That said, however, even now, the outlay is unnecessary for beginners. My point was that you can have the very best of glass and IF you have the skill, the very best of prints with film gear that has become quite inexpensive. You need the same skill for good digital prints, although in the young people I teach I have noticed a trend towards taking a huge number of digital shots and playing the averages to get good ones.
Anyway, just to be clear, I am not a film luddite. It is just that many people "get into"hotography, and don't go far. Why not take a year to find out with superb but inexpensive gear?
As to other comments, very few people take 1000 pix in a week, ever. I've been in some pretty exotic places with my cameras, and despite photos being a prime reason for my trips, I rarely exceed a few hundred in a week -- usually more like 200 to 300 -- and I am no beginner.
The horse shot is very nice indeed, but it could as easily been done with the right film and camera.
The notion that a digial camera and its results are of better overall quality than the best film cameras is just wrong. If that is how things turn out, look to your film and your processor for the answer. That said, the AE1 is a fine little camera, capable of very good results. WIth all respects, though, while it is a popular, high quality piece of gear, no one has ever claimed that it is the best available.
Edited 3/16/2008 12:43 am ET by Joe Sullivan
Just jumping in as for the film cameras and digital cameras the big difference is that if you shoot a roll of film in a lower cost film camera like an AE-1 (my first film camera) and stick the same film and lens on a Canon F-1 (the highest cost Canon camera at the time) there is no difference in image quality. With digital camera there is a higher potential image quality between a camera like a Canon digital Rebel and a Canon EOS-1 digital when used with the same lens. As for which is better film or digital if you do a side buy side picture with digital and film a 6 mega pixel SLR type camera vs 35mm film with 100 ASA film the and print a 8x10 image the image quality will be about the same.
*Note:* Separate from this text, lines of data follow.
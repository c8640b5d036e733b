//! Document serializer backed by `rust_xlsxwriter`.

use std::collections::BTreeMap;

use rust_xlsxwriter::{
    DocProperties, Format, FormatAlign, FormatUnderline, Workbook, Worksheet, XlsxError,
};
use tracing::debug;

use crate::conf::EnumFmtKey;
use crate::spec::{
    EnumColumnWidth, EnumDocumentCellValue, EnumDocumentFormat, EnumPageOrientation,
    EnumRowHeight, ExportError, SpecCellFormat, SpecDocument,
};

/// Serialize `document` into a complete in-memory file.
///
/// The document and the workbook built from it are consumed by this call and
/// released before it returns; nothing is written unless the whole workbook
/// was produced.
pub fn serialize_document(
    document: SpecDocument,
    format: EnumDocumentFormat,
) -> Result<Vec<u8>, ExportError> {
    match format {
        EnumDocumentFormat::Xlsx => serialize_xlsx(document).map_err(ExportError::Serialization),
    }
}

/// Serialize with a writer selected by format name (e.g. `"Xlsx"`).
pub fn serialize_document_as(document: SpecDocument, name: &str) -> Result<Vec<u8>, ExportError> {
    serialize_document(document, EnumDocumentFormat::from_name(name)?)
}

fn serialize_xlsx(document: SpecDocument) -> Result<Vec<u8>, String> {
    let mut workbook = Workbook::new();
    let properties = DocProperties::new()
        .set_title(&document.title)
        .set_author(&document.author);
    workbook.set_properties(&properties);

    {
        let worksheet = workbook.add_worksheet();
        write_sheet(worksheet, &document)?;
    }

    let v_bytes = workbook.save_to_buffer().map_err(derive_xlsx_error_text)?;
    drop(workbook);
    debug!(
        sheet = %document.sheet_name,
        n_rows = document.n_rows_data,
        n_bytes = v_bytes.len(),
        "document serialized"
    );
    Ok(v_bytes)
}

fn write_sheet(worksheet: &mut Worksheet, document: &SpecDocument) -> Result<(), String> {
    worksheet
        .set_name(&document.sheet_name)
        .map_err(derive_xlsx_error_text)?;
    worksheet.set_paper_size(document.paper_size);
    match document.orientation {
        EnumPageOrientation::Portrait => worksheet.set_portrait(),
        EnumPageOrientation::Landscape => worksheet.set_landscape(),
    };

    for (n_idx_col, width) in document.column_widths.iter().enumerate() {
        match width {
            EnumColumnWidth::Chars(n_width) => worksheet
                .set_column_width(cast_col_num(n_idx_col)?, *n_width)
                .map_err(derive_xlsx_error_text)?,
            EnumColumnWidth::Pixels(n_px) => worksheet
                .set_column_width_pixels(cast_col_num(n_idx_col)?, *n_px)
                .map_err(derive_xlsx_error_text)?,
        };
    }

    if let EnumRowHeight::Fixed(n_height) = document.row_height {
        for n_row_idx in
            document.row_idx_data_start..document.row_idx_data_start + document.n_rows_data
        {
            worksheet
                .set_row_height(cast_row_num(n_row_idx)?, n_height)
                .map_err(derive_xlsx_error_text)?;
        }
    }

    let dict_formats: BTreeMap<EnumFmtKey, Format> = document
        .formats
        .iter()
        .map(|(key, spec)| (*key, derive_rust_xlsx_format(spec)))
        .collect();
    let fmt_fallback = Format::new();

    for cell in &document.cells {
        let format = dict_formats.get(&cell.fmt_key).unwrap_or(&fmt_fallback);
        let n_row = cast_row_num(cell.row_idx)?;
        let n_col = cast_col_num(cell.col_idx)?;
        match &cell.value {
            EnumDocumentCellValue::Text(val) => {
                worksheet
                    .write_string_with_format(n_row, n_col, val, format)
                    .map_err(derive_xlsx_error_text)?;
            }
            EnumDocumentCellValue::Url(val) => {
                worksheet
                    .write_url_with_format(n_row, n_col, val.as_str(), format)
                    .map_err(derive_xlsx_error_text)?;
            }
        }
    }

    Ok(())
}

fn derive_rust_xlsx_format(spec: &SpecCellFormat) -> Format {
    let mut format = Format::new();

    if let Some(val) = &spec.font_name {
        format = format.set_font_name(val.clone());
    }
    if let Some(val) = spec.font_size {
        format = format.set_font_size(val as f64);
    }
    if spec.bold.unwrap_or(false) {
        format = format.set_bold();
    }
    if spec.italic.unwrap_or(false) {
        format = format.set_italic();
    }
    if spec.underline.unwrap_or(false) {
        format = format.set_underline(FormatUnderline::Single);
    }

    if let Some(val) = &spec.align
        && let Some(align) = derive_format_align(val)
    {
        format = format.set_align(align);
    }
    if let Some(val) = &spec.valign
        && let Some(align) = derive_format_align(val)
    {
        format = format.set_align(align);
    }

    if let Some(val) = &spec.bg_color {
        format = format.set_background_color(val.as_str());
    }
    if let Some(val) = &spec.font_color {
        format = format.set_font_color(val.as_str());
    }

    if spec.text_wrap.unwrap_or(false) {
        format = format.set_text_wrap();
    }

    format
}

fn derive_format_align(align: &str) -> Option<FormatAlign> {
    let value = align.trim().to_ascii_lowercase();
    match value.as_str() {
        "general" => Some(FormatAlign::General),
        "left" => Some(FormatAlign::Left),
        "center" => Some(FormatAlign::Center),
        "right" => Some(FormatAlign::Right),
        "fill" => Some(FormatAlign::Fill),
        "justify" => Some(FormatAlign::Justify),
        "center_across" => Some(FormatAlign::CenterAcross),
        "distributed" => Some(FormatAlign::Distributed),
        "top" => Some(FormatAlign::Top),
        "bottom" => Some(FormatAlign::Bottom),
        "vcenter" | "vertical_center" => Some(FormatAlign::VerticalCenter),
        "vjustify" | "vertical_justify" => Some(FormatAlign::VerticalJustify),
        "vdistributed" | "vertical_distributed" => Some(FormatAlign::VerticalDistributed),
        _ => None,
    }
}

fn cast_row_num(value: usize) -> Result<u32, String> {
    u32::try_from(value).map_err(|_| format!("row index overflow: {value}"))
}

fn cast_col_num(value: usize) -> Result<u16, String> {
    u16::try_from(value).map_err(|_| format!("column index overflow: {value}"))
}

fn derive_xlsx_error_text(err: XlsxError) -> String {
    err.to_string()
}

#[cfg(test)]
mod tests {
    use super::*;
    use crate::document::build_document;
    use crate::spec::{EnumProjectedValue, EnumRowKind, SpecDocumentOptions, SpecProjectedRow};

    fn create_document(rows: &[SpecProjectedRow]) -> SpecDocument {
        build_document("Harbour survey", "editor", rows, &SpecDocumentOptions::default())
    }

    #[test]
    fn test_serialize_document_produces_zip_container() {
        let rows = vec![SpecProjectedRow {
            label: "Title".to_string(),
            value: EnumProjectedValue::Text("Harbour survey".to_string()),
            kind: EnumRowKind::Plain,
        }];
        let v_bytes =
            serialize_document(create_document(&rows), EnumDocumentFormat::Xlsx).expect("xlsx");
        assert!(v_bytes.starts_with(b"PK\x03\x04"));
    }

    #[test]
    fn test_serialize_document_rejects_unknown_writer() {
        assert_eq!(
            serialize_document_as(create_document(&[]), "Csv"),
            Err(ExportError::UnsupportedFormat("Csv".to_string()))
        );
    }

    #[test]
    fn test_serialize_document_reports_writer_failure() {
        let rows = vec![SpecProjectedRow {
            label: "Attachment".to_string(),
            value: EnumProjectedValue::Url(format!("https://example.org/{}", "a".repeat(2100))),
            kind: EnumRowKind::Media,
        }];
        assert!(matches!(
            serialize_document(create_document(&rows), EnumDocumentFormat::Xlsx),
            Err(ExportError::Serialization(_))
        ));
    }

    #[test]
    fn test_derive_format_align() {
        assert_eq!(derive_format_align(" VCenter "), Some(FormatAlign::VerticalCenter));
        assert_eq!(derive_format_align("sideways"), None);
    }
}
The higher end cameras like the EOS-1 and the EOS 5d are really equal to a medium format camera. The EOS-1 digital just killed off medium format film cameras for most pros. Anyway it is an interesting subject pardon the pun and the change in technology has been amazing to watch.Troy
the AE1 is a fine little camera, capable of very good results. WIth all respects, though, while it is a popular, high quality piece of gear, no one has ever claimed that it is the best available.
I don't make that claim either Joe. Neither is my Rebel XT best available gear... BUT my XT does beat the sox off the coolpix 5000 which had already thoroughly beaten the AE1. So I think that you've got to get up beyond the cheap stuff in film to get anywhere close to what digital mid-range cameras will do. The AE1 is typical of cameras you can get cheaply in film versions BUT now you can get the Nikon coolpix 5000 with extras for around $125 to $150. IME this makes it a no brainer to get the Nikon coolpix. Even my Rebel XT is a third tier mid-range camera now and available for around $400. I don't think I'd ever want to work with film again and I wouldn't reccommend it to any beginners for sure. I realize that you are sincere in your advice but I just totally disagree with it. I think you have yet to experience the full digital epiphany. You will though!
Joe,
You make a great point for us once upon a time camera buffs. Recently I brought all my Nikon stuff in to be evaluated and priced by a camera shop. Wow, not much value there from a market standpoint. However, for my needs, getting digitized pics from the F2 is pretty cheap. Down the road we'll see what happens but for right now I can't imagine being disappointed with the output of a Nikon F2.
Joe,
I wasn't really disagreeing with your point that very good results can be achieved, still, from film; and that the cost of film (and the camera to make the most of it) is now much less than heretofore. I suppose my point is rather that digital puts us photographers in much greater control, as we don't have to find the best lab and we don't have to wait for it to do it's thang before knowing if our pics are what we intended.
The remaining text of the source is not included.